◆ **Exercise directions**: Search the listing below for the line containing "let man = self.price_man.captures_iter(text).filter_map(|caps|". From there through the line containing "pub fn review_count(&self, text: &str)", transcribe every line exactly, both ends included.

◆ **Record extracts**:
//! Text extraction heuristics shared by every source.
//!
//! Sources differ in how they obtain text; once they have it, phone, hours,
//! price, rating and facility extraction is the same.

use std::collections::BTreeSet;

use regex::Regex;

use crate::error::{AppError, Result};
use crate::models::{ClockTime, FacilityKeyword};

/// Plausible monthly membership range in KRW.
const PRICE_RANGE: std::ops::RangeInclusive<u32> = 10_000..=3_000_000;

/// Fields found in a block of text.
#[derive(Debug, Clone, Default, PartialEq)]
pub struct Signals {
    pub phone: Option<String>,
    pub open_hour: Option<ClockTime>,
    pub close_hour: Option<ClockTime>,
    pub price: Option<u32>,
    pub rating: Option<f64>,
    pub review_count: Option<u32>,
    pub facilities: BTreeSet<String>,
}

impl Signals {
    pub fn is_empty(&self) -> bool {
        self.phone.is_none()
            && self.open_hour.is_none()
            && self.close_hour.is_none()
            && self.price.is_none()
            && self.rating.is_none()
            && self.review_count.is_none()
            && self.facilities.is_empty()
    }
}

/// Compiled extraction patterns plus a facility vocabulary.
#[derive(Debug, Clone)]
pub struct Extractor {
    phone: Regex,
    hours: Regex,
    hours_korean: Regex,
    all_day: Regex,
    price_man: Regex,
    price_won: Regex,
    rating: Regex,
    review_count: Regex,
    facility_keywords: Vec<FacilityKeyword>,
}

impl Extractor {
    pub fn new(facility_keywords: Vec<FacilityKeyword>) -> Result<Self> {
        Ok(Self {
            phone: compile(
                r"(?:^|[^\d])((?:\+82[-\s]?|0)\d{1,2}[-.)\s]?\d{3,4}[-.\s]?\d{4}|1[5-9]\d{2}-\d{4})(?:[^\d]|$)",
            )?,
            hours: compile(
                r"(\d{1,2})\s*:\s*(\d{2})\s*(?:~|-|–|부터)\s*(?:익일\s*)?(\d{1,2})\s*:\s*(\d{2})",
            )?,
            hours_korean: compile(r"(\d{1,2})\s*시\s*(?:~|-|–|부터)\s*(\d{1,2})\s*시")?,
            all_day: compile(r"24\s*시간|24\s*[Hh]ours?|연중무휴\s*24")?,
            price_man: compile(r"(\d+(?:\.\d+)?)\s*만\s*원")?,
            price_won: compile(r"(\d{1,3}(?:,\d{3})+|\d{4,})\s*원")?,
            rating: compile(r"(?i)(?:평점|별점|rating|★)\s*[:：]?\s*(\d(?:\.\d{1,2})?)(?:[^\d]|$)")?,
            review_count: compile(
                r"(?i)(?:방문자\s*리뷰|블로그\s*리뷰|리뷰|후기|reviews?)\s*[:：]?\s*(\d[\d,]*)",
            )?,
            facility_keywords,
        })
    }

    /// Run every heuristic over `text`.
    pub fn extract(&self, text: &str) -> Signals {
        let (open_hour, close_hour) = self.hours(text).unzip();
        Signals {
            phone: self.phone(text),
            open_hour,
            close_hour,
            price: self.price(text),
            rating: self.rating(text),
            review_count: self.review_count(text),
            facilities: self.facilities(text),
        }
    }

    /// First phone number, separators normalized to `-`.
    pub fn phone(&self, text: &str) -> Option<String> {
        let raw = self.phone.captures(text)?.get(1)?.as_str();
        let mut phone = String::with_capacity(raw.len());
        for c in raw.chars() {
            match c {
                '0'..='9' | '+' => phone.push(c),
                '-' | '.' | ')' | ' ' if !phone.ends_with('-') => phone.push('-'),
                _ => {}
            }
        }
        Some(phone)
    }

    /// Opening and closing time. Overnight ranges are ignored.
    pub fn hours(&self, text: &str) -> Option<(ClockTime, ClockTime)> {
        if self.all_day.is_match(text) {
            return Some((ClockTime::MIDNIGHT, ClockTime::END_OF_DAY));
        }

        let mut parsed = self
            .hours
            .captures_iter(text)
            .filter_map(|caps| {
                let open = ClockTime::from_hm(caps[1].parse().ok()?, caps[2].parse().ok()?)?;
                let close = ClockTime::from_hm(caps[3].parse().ok()?, caps[4].parse().ok()?)?;
                Some((open, close))
            })
            .chain(self.hours_korean.captures_iter(text).filter_map(|caps| {
                let open = ClockTime::from_hm(caps[1].parse().ok()?, 0)?;
                let close = ClockTime::from_hm(caps[2].parse().ok()?, 0)?;
                Some((open, close))
            }));

        parsed.find(|(open, close)| close > open)
    }

    /// Monthly price in KRW within a plausible range.
    pub fn price(&self, text: &str) -> Option<u32> {
        let man = self.price_man.captures_iter(text).filter_map(|caps| {
            let value: f64 = caps[1].parse().ok()?;
            Some((value * 10_000.0).round() as u32)
        });
        let won = self
            .price_won
            .captures_iter(text)
            .filter_map(|caps| caps[1].replace(',', "").parse::<u32>().ok());

        man.chain(won).find(|price| PRICE_RANGE.contains(price))
    }

    /// Rating on a 0-5 scale.
    pub fn rating(&self, text: &str) -> Option<f64> {
        self.rating
            .captures_iter(text)
            .filter_map(|caps| caps[1].parse::<f64>().ok())
            .find(|r| (0.0..=5.0).contains(r))
    }

    pub fn review_count(&self, text: &str) -> Option<u32> {
        let caps = self.review_count.captures(text)?;
        caps[1].replace(',', "").parse().ok()
    }

    /// Facility tags whose keyword occurs in `text`.
    pub fn facilities(&self, text: &str) -> BTreeSet<String> {
        self.facility_keywords
            .iter()
            .filter(|k| text.contains(&k.keyword))
            .map(|k| k.tag.clone())
            .collect()
    }
}

fn compile(pattern: &str) -> Result<Regex> {
    Regex::new(pattern).map_err(|e| AppError::config(format!("bad pattern '{pattern}': {e}")))
}

#[cfg(test)]
mod tests {
    use super::*;
    use crate::models::default_facility_keywords;

    fn extractor() -> Extractor {
        Extractor::new(default_facility_keywords()).unwrap()
    }

    #[test]
    fn test_phone_formats() {
        let ex = extractor();
        assert_eq!(ex.phone("전화 02-555-1234 문의"), Some("02-555-1234".into()));
        assert_eq!(ex.phone("tel:031.123.4567"), Some("031-123-4567".into()));
        assert_eq!(ex.phone("010 1234 5678"), Some("010-1234-5678".into()));
        assert_eq!(ex.phone("대표번호1588-1234"), Some("1588-1234".into()));
        assert_eq!(ex.phone("주문번호 20240115123456"), None);
        assert_eq!(ex.phone("전화번호 없음"), None);
    }

    #[test]
    fn test_hours_patterns() {
        let ex = extractor();
        let (open, close) = ex.hours("영업시간 06:00 ~ 23:00").unwrap();
        assert_eq!(open.to_string(), "06:00");
        assert_eq!(close.to_string(), "23:00");

        let (open, close) = ex.hours("평일 7시-22시 운영").unwrap();
        assert_eq!((open.to_string(), close.to_string()), ("07:00".into(), "22:00".into()));

        let (open, close) = ex.hours("24시간 운영합니다").unwrap();
        assert_eq!((open, close), (ClockTime::MIDNIGHT, ClockTime::END_OF_DAY));
    }

    #[test]
    fn test_overnight_hours_are_skipped() {
        let ex = extractor();
        assert_eq!(ex.hours("06:00 ~ 익일 01:00"), None);
        let (open, close) = ex.hours("06:00 ~ 01:00, 주말 09:00 ~ 18:00").unwrap();
        assert_eq!((open.to_string(), close.to_string()), ("09:00".into(), "18:00".into()));
    }

    #[test]
    fn test_price_patterns() {
        let ex = extractor();
        assert_eq!(ex.price("1개월 55,000원"), Some(55_000));
        assert_eq!(ex.price("월 5만원"), Some(50_000));
        assert_eq!(ex.price("월 4.5만 원"), Some(45_000));
        assert_eq!(ex.price("주차 1,000원"), None);
    }

    #[test]
    fn test_rating_and_reviews() {
        let ex = extractor();
        assert_eq!(ex.rating("별점 4.5 / 방문자리뷰 1,234"), Some(4.5));
        assert_eq!(ex.rating("★4.8"), Some(4.8));
        assert_eq!(ex.rating("평점 9.5"), None);
        assert_eq!(ex.review_count("방문자리뷰 1,234"), Some(1234));
        assert_eq!(ex.review_count("Reviews: 87"), Some(87));
    }

    #[test]
    fn test_facilities_use_vocabulary() {
        let ex = extractor();
        let tags = ex.facilities("샤워 가능, PT 전문, GX 프로그램, 무료 주차");
        let expected: BTreeSet<String> = ["샤워시설", "PT", "GX", "주차"]
            .into_iter()
            .map(String::from)
            .collect();
        assert_eq!(tags, expected);

        let custom = Extractor::new(vec![FacilityKeyword::new("수영", "수영장")]).unwrap();
        assert!(custom.facilities("샤워 가능").is_empty());
        assert!(custom.facilities("수영 강습").contains("수영장"));
    }

    #[test]
    fn test_extract_empty_text() {
        let ex = extractor();
        assert!(ex.extract("검색 결과가 없습니다").is_empty());
        let signals = ex.extract("영업시간 06:00~23:00 / 02-555-1234 / 샤워");
        assert!(!signals.is_empty());
        assert_eq!(signals.phone.as_deref(), Some("02-555-1234"));
        assert!(signals.facilities.contains("샤워시설"));
    }
}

◆ **Answer**:
        let man = self.price_man.captures_iter(text).filter_map(|caps| {
            let value: f64 = caps[1].parse().ok()?;
            Some((value * 10_000.0).round() as u32)
        });
        let won = self
            .price_won
            .captures_iter(text)
            .filter_map(|caps| caps[1].replace(',', "").parse::<u32>().ok());

        man.chain(won).find(|price| PRICE_RANGE.contains(price))
    }

    /// Rating on a 0-5 scale.
    pub fn rating(&self, text: &str) -> Option<f64> {
        self.rating
            .captures_iter(text)
            .filter_map(|caps| caps[1].parse::<f64>().ok())
            .find(|r| (0.0..=5.0).contains(r))
    }

    pub fn review_count(&self, text: &str) -> Option<u32> {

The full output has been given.